=== DATA FOR ANALYSIS ===
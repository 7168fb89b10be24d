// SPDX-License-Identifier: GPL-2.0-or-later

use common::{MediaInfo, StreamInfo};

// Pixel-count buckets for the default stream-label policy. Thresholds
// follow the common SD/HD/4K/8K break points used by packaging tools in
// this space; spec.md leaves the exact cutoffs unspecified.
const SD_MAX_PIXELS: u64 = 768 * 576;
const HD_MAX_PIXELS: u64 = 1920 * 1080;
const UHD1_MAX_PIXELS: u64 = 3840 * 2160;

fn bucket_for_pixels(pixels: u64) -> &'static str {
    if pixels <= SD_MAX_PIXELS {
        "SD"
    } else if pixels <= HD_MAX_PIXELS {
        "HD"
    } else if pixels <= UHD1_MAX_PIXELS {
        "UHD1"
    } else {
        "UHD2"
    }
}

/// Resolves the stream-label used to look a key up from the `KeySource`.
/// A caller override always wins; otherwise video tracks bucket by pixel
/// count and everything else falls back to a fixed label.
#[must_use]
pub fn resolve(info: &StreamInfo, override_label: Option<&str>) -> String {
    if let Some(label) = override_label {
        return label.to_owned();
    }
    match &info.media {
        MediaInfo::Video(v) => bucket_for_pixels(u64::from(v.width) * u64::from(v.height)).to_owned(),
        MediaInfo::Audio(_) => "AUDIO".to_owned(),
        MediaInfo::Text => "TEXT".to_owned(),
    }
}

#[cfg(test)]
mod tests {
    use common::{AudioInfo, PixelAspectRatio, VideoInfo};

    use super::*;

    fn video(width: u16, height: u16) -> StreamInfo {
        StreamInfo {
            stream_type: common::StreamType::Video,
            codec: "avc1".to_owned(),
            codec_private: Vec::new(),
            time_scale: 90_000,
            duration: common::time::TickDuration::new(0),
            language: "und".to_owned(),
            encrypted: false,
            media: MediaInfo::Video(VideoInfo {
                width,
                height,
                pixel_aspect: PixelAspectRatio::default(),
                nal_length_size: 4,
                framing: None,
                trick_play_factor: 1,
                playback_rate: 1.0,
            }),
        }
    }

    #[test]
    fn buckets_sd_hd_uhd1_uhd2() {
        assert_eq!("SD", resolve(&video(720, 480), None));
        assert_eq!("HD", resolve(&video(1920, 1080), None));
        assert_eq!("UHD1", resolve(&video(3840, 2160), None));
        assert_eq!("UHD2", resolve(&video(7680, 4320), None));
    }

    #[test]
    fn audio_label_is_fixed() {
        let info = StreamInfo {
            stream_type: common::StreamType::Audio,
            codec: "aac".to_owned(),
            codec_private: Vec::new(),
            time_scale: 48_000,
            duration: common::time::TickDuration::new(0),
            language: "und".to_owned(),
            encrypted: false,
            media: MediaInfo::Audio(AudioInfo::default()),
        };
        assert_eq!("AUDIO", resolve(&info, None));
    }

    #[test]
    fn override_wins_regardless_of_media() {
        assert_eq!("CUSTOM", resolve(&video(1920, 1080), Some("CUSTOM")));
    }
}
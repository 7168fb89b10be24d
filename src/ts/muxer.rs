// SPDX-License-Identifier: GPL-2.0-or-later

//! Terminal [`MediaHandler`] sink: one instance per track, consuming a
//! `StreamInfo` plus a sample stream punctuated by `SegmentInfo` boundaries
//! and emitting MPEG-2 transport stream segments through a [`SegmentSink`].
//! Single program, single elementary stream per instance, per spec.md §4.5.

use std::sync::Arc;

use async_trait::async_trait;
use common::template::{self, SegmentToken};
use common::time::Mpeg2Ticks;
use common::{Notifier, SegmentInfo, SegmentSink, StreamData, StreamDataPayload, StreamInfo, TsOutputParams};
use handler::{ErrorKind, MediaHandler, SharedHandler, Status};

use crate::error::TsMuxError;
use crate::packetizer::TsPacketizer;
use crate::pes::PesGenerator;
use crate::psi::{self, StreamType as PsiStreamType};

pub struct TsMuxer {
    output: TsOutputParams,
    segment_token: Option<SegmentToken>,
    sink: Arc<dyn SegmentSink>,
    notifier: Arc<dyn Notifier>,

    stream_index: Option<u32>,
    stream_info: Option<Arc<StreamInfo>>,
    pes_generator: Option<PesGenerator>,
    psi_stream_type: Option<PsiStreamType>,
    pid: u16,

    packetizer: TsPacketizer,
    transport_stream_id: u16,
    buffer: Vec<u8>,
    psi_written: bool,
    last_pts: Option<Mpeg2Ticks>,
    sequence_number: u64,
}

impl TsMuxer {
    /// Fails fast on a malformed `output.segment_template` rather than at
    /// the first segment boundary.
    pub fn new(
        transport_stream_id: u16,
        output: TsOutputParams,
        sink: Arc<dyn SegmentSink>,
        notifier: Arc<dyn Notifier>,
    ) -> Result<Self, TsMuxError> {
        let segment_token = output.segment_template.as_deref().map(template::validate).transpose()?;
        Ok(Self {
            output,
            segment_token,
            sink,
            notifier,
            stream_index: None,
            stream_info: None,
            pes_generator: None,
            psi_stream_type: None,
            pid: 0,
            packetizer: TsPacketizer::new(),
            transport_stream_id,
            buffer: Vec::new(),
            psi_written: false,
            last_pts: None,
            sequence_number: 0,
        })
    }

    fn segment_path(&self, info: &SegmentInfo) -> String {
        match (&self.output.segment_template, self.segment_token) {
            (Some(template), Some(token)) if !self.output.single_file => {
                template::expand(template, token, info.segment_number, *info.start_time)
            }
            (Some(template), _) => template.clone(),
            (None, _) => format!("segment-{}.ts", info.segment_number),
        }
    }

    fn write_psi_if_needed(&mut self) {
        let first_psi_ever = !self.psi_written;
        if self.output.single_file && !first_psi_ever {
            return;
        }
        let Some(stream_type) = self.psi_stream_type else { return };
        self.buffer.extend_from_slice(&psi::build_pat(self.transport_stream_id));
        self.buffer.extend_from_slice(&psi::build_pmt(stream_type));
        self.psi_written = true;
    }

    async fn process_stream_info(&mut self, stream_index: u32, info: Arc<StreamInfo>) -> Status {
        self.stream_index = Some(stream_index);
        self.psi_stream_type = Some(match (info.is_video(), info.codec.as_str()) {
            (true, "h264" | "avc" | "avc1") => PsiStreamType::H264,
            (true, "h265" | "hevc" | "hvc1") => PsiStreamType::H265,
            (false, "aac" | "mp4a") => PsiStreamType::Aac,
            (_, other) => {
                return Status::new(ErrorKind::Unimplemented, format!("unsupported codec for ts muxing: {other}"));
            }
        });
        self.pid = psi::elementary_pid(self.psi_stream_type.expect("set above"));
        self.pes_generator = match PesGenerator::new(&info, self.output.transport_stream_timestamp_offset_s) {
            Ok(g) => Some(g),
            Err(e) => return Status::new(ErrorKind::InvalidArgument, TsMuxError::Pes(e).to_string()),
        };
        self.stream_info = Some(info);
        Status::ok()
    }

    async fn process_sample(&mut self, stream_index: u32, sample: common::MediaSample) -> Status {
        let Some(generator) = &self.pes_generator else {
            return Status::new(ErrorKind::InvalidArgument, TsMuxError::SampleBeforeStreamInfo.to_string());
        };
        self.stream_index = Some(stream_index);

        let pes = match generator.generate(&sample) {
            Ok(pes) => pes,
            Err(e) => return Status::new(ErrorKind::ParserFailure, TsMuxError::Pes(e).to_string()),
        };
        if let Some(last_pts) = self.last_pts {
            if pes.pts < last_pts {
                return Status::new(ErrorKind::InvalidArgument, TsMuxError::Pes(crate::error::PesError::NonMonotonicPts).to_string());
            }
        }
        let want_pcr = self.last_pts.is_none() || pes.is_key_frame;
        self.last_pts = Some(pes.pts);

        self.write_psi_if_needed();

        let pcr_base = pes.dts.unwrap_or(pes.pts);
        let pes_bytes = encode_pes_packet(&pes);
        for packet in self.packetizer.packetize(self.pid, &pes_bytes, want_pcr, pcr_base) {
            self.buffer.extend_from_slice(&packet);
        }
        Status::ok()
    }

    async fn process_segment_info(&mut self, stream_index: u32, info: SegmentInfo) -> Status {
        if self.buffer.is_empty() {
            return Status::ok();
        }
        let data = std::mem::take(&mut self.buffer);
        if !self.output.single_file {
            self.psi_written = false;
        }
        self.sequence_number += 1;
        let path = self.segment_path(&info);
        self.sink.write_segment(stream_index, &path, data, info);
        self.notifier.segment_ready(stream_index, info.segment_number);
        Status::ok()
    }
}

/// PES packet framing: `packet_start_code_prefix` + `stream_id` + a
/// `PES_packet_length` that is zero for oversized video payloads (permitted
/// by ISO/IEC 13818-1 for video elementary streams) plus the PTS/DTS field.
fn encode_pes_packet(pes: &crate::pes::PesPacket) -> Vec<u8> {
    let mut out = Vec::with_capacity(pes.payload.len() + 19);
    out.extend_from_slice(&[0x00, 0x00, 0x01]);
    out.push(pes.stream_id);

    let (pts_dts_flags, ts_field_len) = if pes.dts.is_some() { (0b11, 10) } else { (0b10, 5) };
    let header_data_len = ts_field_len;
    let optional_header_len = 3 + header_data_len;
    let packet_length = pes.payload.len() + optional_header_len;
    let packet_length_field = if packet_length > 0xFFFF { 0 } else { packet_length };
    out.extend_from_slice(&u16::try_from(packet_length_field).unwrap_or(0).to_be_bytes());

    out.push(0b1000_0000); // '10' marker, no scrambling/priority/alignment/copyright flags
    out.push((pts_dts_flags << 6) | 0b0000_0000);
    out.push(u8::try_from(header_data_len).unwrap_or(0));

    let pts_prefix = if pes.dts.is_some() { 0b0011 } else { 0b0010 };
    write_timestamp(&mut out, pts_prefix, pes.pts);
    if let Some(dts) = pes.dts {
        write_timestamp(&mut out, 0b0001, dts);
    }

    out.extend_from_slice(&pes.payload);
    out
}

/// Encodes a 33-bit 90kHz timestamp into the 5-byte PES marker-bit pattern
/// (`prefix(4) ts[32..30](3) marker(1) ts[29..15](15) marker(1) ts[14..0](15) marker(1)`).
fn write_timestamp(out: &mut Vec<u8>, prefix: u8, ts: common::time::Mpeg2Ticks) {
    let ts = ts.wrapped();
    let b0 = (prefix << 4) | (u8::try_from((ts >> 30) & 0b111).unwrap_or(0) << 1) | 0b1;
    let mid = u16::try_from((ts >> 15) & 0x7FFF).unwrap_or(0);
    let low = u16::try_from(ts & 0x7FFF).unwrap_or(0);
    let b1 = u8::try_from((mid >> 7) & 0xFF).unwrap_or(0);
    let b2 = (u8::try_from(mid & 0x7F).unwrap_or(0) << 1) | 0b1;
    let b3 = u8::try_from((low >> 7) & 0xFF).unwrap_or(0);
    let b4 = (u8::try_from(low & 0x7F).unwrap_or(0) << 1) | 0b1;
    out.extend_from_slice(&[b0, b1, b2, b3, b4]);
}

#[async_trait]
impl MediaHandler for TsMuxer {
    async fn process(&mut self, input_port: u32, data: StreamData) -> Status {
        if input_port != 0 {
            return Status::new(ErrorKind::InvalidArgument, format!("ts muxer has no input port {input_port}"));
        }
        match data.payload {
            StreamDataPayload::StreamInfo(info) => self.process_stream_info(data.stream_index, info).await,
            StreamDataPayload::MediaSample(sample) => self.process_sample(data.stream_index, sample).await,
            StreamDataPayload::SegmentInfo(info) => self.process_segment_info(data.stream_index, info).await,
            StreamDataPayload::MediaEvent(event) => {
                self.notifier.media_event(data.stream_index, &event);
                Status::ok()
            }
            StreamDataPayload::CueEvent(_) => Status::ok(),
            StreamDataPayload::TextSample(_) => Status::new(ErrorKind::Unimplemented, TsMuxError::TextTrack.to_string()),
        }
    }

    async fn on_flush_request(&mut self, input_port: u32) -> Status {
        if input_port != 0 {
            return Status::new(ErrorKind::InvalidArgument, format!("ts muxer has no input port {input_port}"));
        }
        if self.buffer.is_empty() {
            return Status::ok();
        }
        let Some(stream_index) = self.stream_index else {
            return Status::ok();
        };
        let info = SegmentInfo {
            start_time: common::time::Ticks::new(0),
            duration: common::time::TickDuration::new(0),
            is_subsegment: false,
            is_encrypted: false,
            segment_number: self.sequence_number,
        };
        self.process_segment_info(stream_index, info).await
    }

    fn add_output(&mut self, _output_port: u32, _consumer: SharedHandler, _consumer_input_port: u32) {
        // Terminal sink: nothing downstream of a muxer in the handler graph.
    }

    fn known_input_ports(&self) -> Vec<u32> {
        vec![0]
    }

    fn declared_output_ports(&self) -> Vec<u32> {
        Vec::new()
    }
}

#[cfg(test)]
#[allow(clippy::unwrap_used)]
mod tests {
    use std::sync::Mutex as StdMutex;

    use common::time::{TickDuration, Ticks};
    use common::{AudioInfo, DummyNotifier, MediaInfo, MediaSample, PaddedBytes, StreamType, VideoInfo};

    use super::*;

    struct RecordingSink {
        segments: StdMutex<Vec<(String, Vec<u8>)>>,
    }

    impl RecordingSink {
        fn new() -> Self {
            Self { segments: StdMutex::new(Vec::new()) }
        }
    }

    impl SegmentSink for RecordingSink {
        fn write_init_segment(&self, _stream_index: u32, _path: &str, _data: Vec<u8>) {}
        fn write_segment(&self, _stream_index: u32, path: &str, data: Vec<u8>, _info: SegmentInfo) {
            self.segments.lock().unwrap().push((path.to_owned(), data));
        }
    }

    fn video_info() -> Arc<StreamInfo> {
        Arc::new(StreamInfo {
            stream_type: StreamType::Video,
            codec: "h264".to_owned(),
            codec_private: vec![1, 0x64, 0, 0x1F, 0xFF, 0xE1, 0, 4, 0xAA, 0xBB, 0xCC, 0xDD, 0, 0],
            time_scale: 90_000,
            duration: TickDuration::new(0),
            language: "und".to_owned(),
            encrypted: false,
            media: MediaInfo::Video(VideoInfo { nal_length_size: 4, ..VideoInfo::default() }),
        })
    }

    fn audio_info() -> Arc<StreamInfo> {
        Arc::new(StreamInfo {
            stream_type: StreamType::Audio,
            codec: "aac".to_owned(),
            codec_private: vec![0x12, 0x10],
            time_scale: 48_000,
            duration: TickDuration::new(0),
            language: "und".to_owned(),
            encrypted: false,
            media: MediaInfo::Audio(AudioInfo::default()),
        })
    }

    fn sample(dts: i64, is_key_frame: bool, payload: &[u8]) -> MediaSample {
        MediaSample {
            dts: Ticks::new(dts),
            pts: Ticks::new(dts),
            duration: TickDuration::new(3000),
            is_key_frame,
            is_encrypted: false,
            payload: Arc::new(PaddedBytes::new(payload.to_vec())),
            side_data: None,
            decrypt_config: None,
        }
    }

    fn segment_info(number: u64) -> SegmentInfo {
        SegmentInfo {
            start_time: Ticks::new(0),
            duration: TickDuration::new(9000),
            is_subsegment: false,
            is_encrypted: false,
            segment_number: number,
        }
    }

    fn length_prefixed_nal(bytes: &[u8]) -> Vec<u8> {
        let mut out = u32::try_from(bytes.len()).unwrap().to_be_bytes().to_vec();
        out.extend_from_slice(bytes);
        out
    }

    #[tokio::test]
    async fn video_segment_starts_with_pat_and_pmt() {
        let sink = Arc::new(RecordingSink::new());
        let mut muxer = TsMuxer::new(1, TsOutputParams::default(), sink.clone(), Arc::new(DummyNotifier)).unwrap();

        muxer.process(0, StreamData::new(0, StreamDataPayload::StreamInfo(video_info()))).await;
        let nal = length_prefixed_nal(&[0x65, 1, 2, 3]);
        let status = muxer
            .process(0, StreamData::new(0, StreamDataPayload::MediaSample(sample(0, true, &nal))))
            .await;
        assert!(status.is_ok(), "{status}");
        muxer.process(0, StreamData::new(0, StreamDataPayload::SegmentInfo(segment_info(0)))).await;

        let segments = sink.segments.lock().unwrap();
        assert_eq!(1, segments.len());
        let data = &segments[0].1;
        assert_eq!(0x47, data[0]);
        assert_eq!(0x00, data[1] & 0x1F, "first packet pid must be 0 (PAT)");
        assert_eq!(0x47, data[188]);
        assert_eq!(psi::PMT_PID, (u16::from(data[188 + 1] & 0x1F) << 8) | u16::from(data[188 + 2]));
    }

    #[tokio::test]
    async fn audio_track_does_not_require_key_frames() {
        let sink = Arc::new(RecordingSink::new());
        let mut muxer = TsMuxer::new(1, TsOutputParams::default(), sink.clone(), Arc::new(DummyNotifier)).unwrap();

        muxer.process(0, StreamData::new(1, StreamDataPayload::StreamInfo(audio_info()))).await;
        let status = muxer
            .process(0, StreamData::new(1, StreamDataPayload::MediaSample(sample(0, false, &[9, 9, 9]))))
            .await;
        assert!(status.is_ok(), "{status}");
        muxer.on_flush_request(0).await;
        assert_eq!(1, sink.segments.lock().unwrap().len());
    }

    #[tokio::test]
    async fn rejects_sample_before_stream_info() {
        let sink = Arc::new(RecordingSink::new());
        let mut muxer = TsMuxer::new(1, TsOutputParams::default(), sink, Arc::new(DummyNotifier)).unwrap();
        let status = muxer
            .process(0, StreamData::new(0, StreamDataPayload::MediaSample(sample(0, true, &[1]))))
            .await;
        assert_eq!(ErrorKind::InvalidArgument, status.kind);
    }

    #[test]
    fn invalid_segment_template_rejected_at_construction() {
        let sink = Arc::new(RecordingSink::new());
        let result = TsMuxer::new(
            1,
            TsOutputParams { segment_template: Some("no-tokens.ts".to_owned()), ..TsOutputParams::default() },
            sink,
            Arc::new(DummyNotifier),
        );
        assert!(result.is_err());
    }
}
===
# EXERCISE DIRECTIONS
Gather each line in the data that holds the string "MediaInfo".

# ANSWER FOR THIS EXERCISE
use common::{MediaInfo, StreamInfo};
        MediaInfo::Video(v) => bucket_for_pixels(u64::from(v.width) * u64::from(v.height)).to_owned(),
        MediaInfo::Audio(_) => "AUDIO".to_owned(),
        MediaInfo::Text => "TEXT".to_owned(),
            media: MediaInfo::Video(VideoInfo {
            media: MediaInfo::Audio(AudioInfo::default()),
    use common::{AudioInfo, DummyNotifier, MediaInfo, MediaSample, PaddedBytes, StreamType, VideoInfo};
            media: MediaInfo::Video(VideoInfo { nal_length_size: 4, ..VideoInfo::default() }),
            media: MediaInfo::Audio(AudioInfo::default()),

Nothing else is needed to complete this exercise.